--- AVAILABLE DATA Enclosed Below ---
//! Process-wide fault channel.
//!
//! Control callbacks, flush signals and event notifications are user code.
//! Each invocation runs under [`guard`]; a panic is caught, logged and handed
//! to the hook installed with [`set_fault_hook`] so that the dispatcher and
//! queues keep a consistent state.

use std::any::Any;
use std::panic::{self, AssertUnwindSafe};
use std::sync::RwLock;

/// A panic caught while running a user callback.
#[derive(Debug, Clone, PartialEq, Eq)]
pub struct Fault {
    /// Which callback panicked.
    pub context: &'static str,
    /// The panic payload rendered as text.
    pub message: String,
}

type FaultHook = Box<dyn Fn(&Fault) + Send + Sync>;

static FAULT_HOOK: RwLock<Option<FaultHook>> = RwLock::new(None);

/// Installs the process-wide fault hook, replacing any previous one.
pub fn set_fault_hook<F>(hook: F)
where
    F: Fn(&Fault) + Send + Sync + 'static,
{
    let mut slot = FAULT_HOOK.write().unwrap_or_else(|e| e.into_inner());
    *slot = Some(Box::new(hook));
}

/// Removes the process-wide fault hook.
pub fn clear_fault_hook() {
    let mut slot = FAULT_HOOK.write().unwrap_or_else(|e| e.into_inner());
    *slot = None;
}

/// Reports a fault to the log and the installed hook.
pub fn report(fault: &Fault) {
    tracing::error!(context = fault.context, "Callback panicked: {}", fault.message);
    let slot = FAULT_HOOK.read().unwrap_or_else(|e| e.into_inner());
    if let Some(hook) = slot.as_ref() {
        hook(fault);
    }
}

/// Runs `f`, isolating a panic into the fault channel.
///
/// Returns `None` if `f` panicked.
pub fn guard<R>(context: &'static str, f: impl FnOnce() -> R) -> Option<R> {
    match panic::catch_unwind(AssertUnwindSafe(f)) {
        Ok(value) => Some(value),
        Err(payload) => {
            report(&Fault {
                context,
                message: panic_message(payload.as_ref()),
            });
            None
        }
    }
}

fn panic_message(payload: &(dyn Any + Send)) -> String {
    if let Some(s) = payload.downcast_ref::<&str>() {
        (*s).to_string()
    } else if let Some(s) = payload.downcast_ref::<String>() {
        s.clone()
    } else {
        "non-string panic payload".to_string()
    }
}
--- End of Enclosed AVAILABLE DATA ---
### EXERCISE AIM:
Write out again, exactly, the lines from the start of the entries up to and including the one with "pub struct Fault". Nothing else belongs in the reply.

### RESULT FOR THIS TASK:
//! Process-wide fault channel.
//!
//! Control callbacks, flush signals and event notifications are user code.
//! Each invocation runs under [`guard`]; a panic is caught, logged and handed
//! to the hook installed with [`set_fault_hook`] so that the dispatcher and
//! queues keep a consistent state.

use std::any::Any;
use std::panic::{self, AssertUnwindSafe};
use std::sync::RwLock;

/// A panic caught while running a user callback.
#[derive(Debug, Clone, PartialEq, Eq)]
pub struct Fault {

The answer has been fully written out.